_THE PROBLEM_.
From the records below, copy every line that contains the word "struct".

_TASK MATERIAL_.
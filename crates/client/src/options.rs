//! Effective cache options for a request.

use std::time::Duration;

use stow_core::{CacheConfig, CacheOverrides};

use crate::policy::Decision;

/// Client-wide cache options. Per-request overrides are merged with [`CacheOptions::apply`].
#[derive(Debug, Clone, PartialEq, Eq)]
pub struct CacheOptions {
    /// Consult and update storage (default: true)
    pub cache: bool,

    /// Expire entries when the policy TTL runs out (default: false)
    pub strict_ttl: bool,

    /// Upper bound for entry lifetime (default: none)
    pub max_ttl: Option<Duration>,

    /// Never serve from storage, always refetch (default: false)
    pub force_refresh: bool,

    /// Treat storage lookup failures as misses (default: false)
    pub automatic_failover: bool,

    /// Largest body that will be buffered for storage (default: 5MB)
    pub max_body_bytes: usize,
}

impl Default for CacheOptions {
    fn default() -> Self {
        Self {
            cache: true,
            strict_ttl: false,
            max_ttl: None,
            force_refresh: false,
            automatic_failover: false,
            max_body_bytes: 5_242_880,
        }
    }
}

impl From<&CacheConfig> for CacheOptions {
    fn from(config: &CacheConfig) -> Self {
        Self {
            strict_ttl: config.strict_ttl,
            max_ttl: config.max_ttl(),
            automatic_failover: config.automatic_failover,
            max_body_bytes: config.max_body_bytes,
            ..Default::default()
        }
    }
}

impl CacheOptions {
    /// Options with per-request overrides applied on top.
    pub fn apply(&self, overrides: &CacheOverrides) -> Self {
        Self {
            cache: overrides.cache.unwrap_or(self.cache),
            strict_ttl: overrides.strict_ttl.unwrap_or(self.strict_ttl),
            max_ttl: overrides.max_ttl.or(self.max_ttl),
            force_refresh: overrides.force_refresh.unwrap_or(self.force_refresh),
            automatic_failover: overrides.automatic_failover.unwrap_or(self.automatic_failover),
            max_body_bytes: self.max_body_bytes,
        }
    }

    /// Storage TTL for a storable response.
    ///
    /// `None` means the response must not be stored. `Some(None)` stores without
    /// expiry. The policy TTL only counts under `strict_ttl`, where a zero TTL is never
    /// stored. `max_ttl` caps the TTL, or stands in for it when there is none.
    pub fn storage_ttl(&self, decision: &Decision) -> Option<Option<Duration>> {
        let Decision::Storable { ttl, .. } = decision else {
            return None;
        };

        let mut effective = None;
        if self.strict_ttl {
            if ttl.is_zero() {
                return None;
            }
            effective = Some(*ttl);
        }
        if let Some(max) = self.max_ttl {
            effective = Some(effective.map_or(max, |t| t.min(max)));
        }

        match effective {
            Some(t) if t.is_zero() => None,
            other => Some(other),
        }
    }
}
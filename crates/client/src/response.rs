//! Responses handed to callers, whether served from storage or from the network.

use std::pin::Pin;
use std::task::{Context, Poll};

use bytes::{Bytes, BytesMut};
use futures::{Stream, StreamExt};
use http::{HeaderMap, StatusCode};
use tokio::sync::mpsc;

use crate::Error;
use stow_core::{BodyStream, BoxError, CacheEntry};

/// Body of a [`Response`], readable as a stream of chunks.
pub enum ResponseBody {
    /// Body held in memory, served from storage.
    Full(Option<Bytes>),
    /// Transport body passed through untouched.
    Stream(BodyStream),
    /// Transport body forwarded while it is buffered for storage.
    Channel(mpsc::UnboundedReceiver<Result<Bytes, BoxError>>),
}

impl ResponseBody {
    pub fn full(bytes: impl Into<Bytes>) -> Self {
        let bytes = bytes.into();
        ResponseBody::Full((!bytes.is_empty()).then_some(bytes))
    }
}

impl std::fmt::Debug for ResponseBody {
    fn fmt(&self, f: &mut std::fmt::Formatter<'_>) -> std::fmt::Result {
        match self {
            ResponseBody::Full(bytes) => f.debug_tuple("Full").field(bytes).finish(),
            ResponseBody::Stream(_) => f.write_str("Stream(..)"),
            ResponseBody::Channel(_) => f.write_str("Channel(..)"),
        }
    }
}

impl Stream for ResponseBody {
    type Item = Result<Bytes, BoxError>;

    fn poll_next(self: Pin<&mut Self>, cx: &mut Context<'_>) -> Poll<Option<Self::Item>> {
        match self.get_mut() {
            ResponseBody::Full(bytes) => Poll::Ready(bytes.take().map(Ok)),
            ResponseBody::Stream(stream) => stream.poll_next_unpin(cx),
            ResponseBody::Channel(rx) => rx.poll_recv(cx),
        }
    }
}

/// A response delivered to the caller.
#[derive(Debug)]
pub struct Response {
    pub status: StatusCode,
    pub headers: HeaderMap,
    pub url: String,
    /// True when the body came from storage, including after a successful revalidation.
    pub from_cache: bool,
    pub body: ResponseBody,
}

impl Response {
    /// Build a response from a stored entry, using `headers` in place of the stored ones.
    pub(crate) fn cached(entry: &CacheEntry, headers: HeaderMap) -> Result<Self, stow_core::Error> {
        Ok(Self {
            status: entry.status_code()?,
            headers,
            url: entry.url.clone(),
            from_cache: true,
            body: ResponseBody::full(entry.body.clone()),
        })
    }

    /// Read the whole body.
    ///
    /// # Errors
    ///
    /// Returns the error that interrupted the body, `Error::Aborted` when the request
    /// was aborted mid-body.
    pub async fn bytes(self) -> Result<Bytes, Error> {
        let mut body = self.body;
        let mut buffer = BytesMut::new();
        while let Some(chunk) = body.next().await {
            match chunk {
                Ok(chunk) => buffer.extend_from_slice(&chunk),
                Err(e) => {
                    return Err(match e.downcast::<Error>() {
                        Ok(inner) => *inner,
                        Err(other) => Error::Request(other),
                    });
                }
            }
        }
        Ok(buffer.freeze())
    }

    /// Read the whole body as text, replacing invalid UTF-8.
    pub async fn text(self) -> Result<String, Error> {
        let bytes = self.bytes().await?;
        Ok(String::from_utf8_lossy(&bytes).into_owned())
    }
}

_OUTPUT OF THE EXERCISE_.
pub struct CacheOptions {
pub struct Response {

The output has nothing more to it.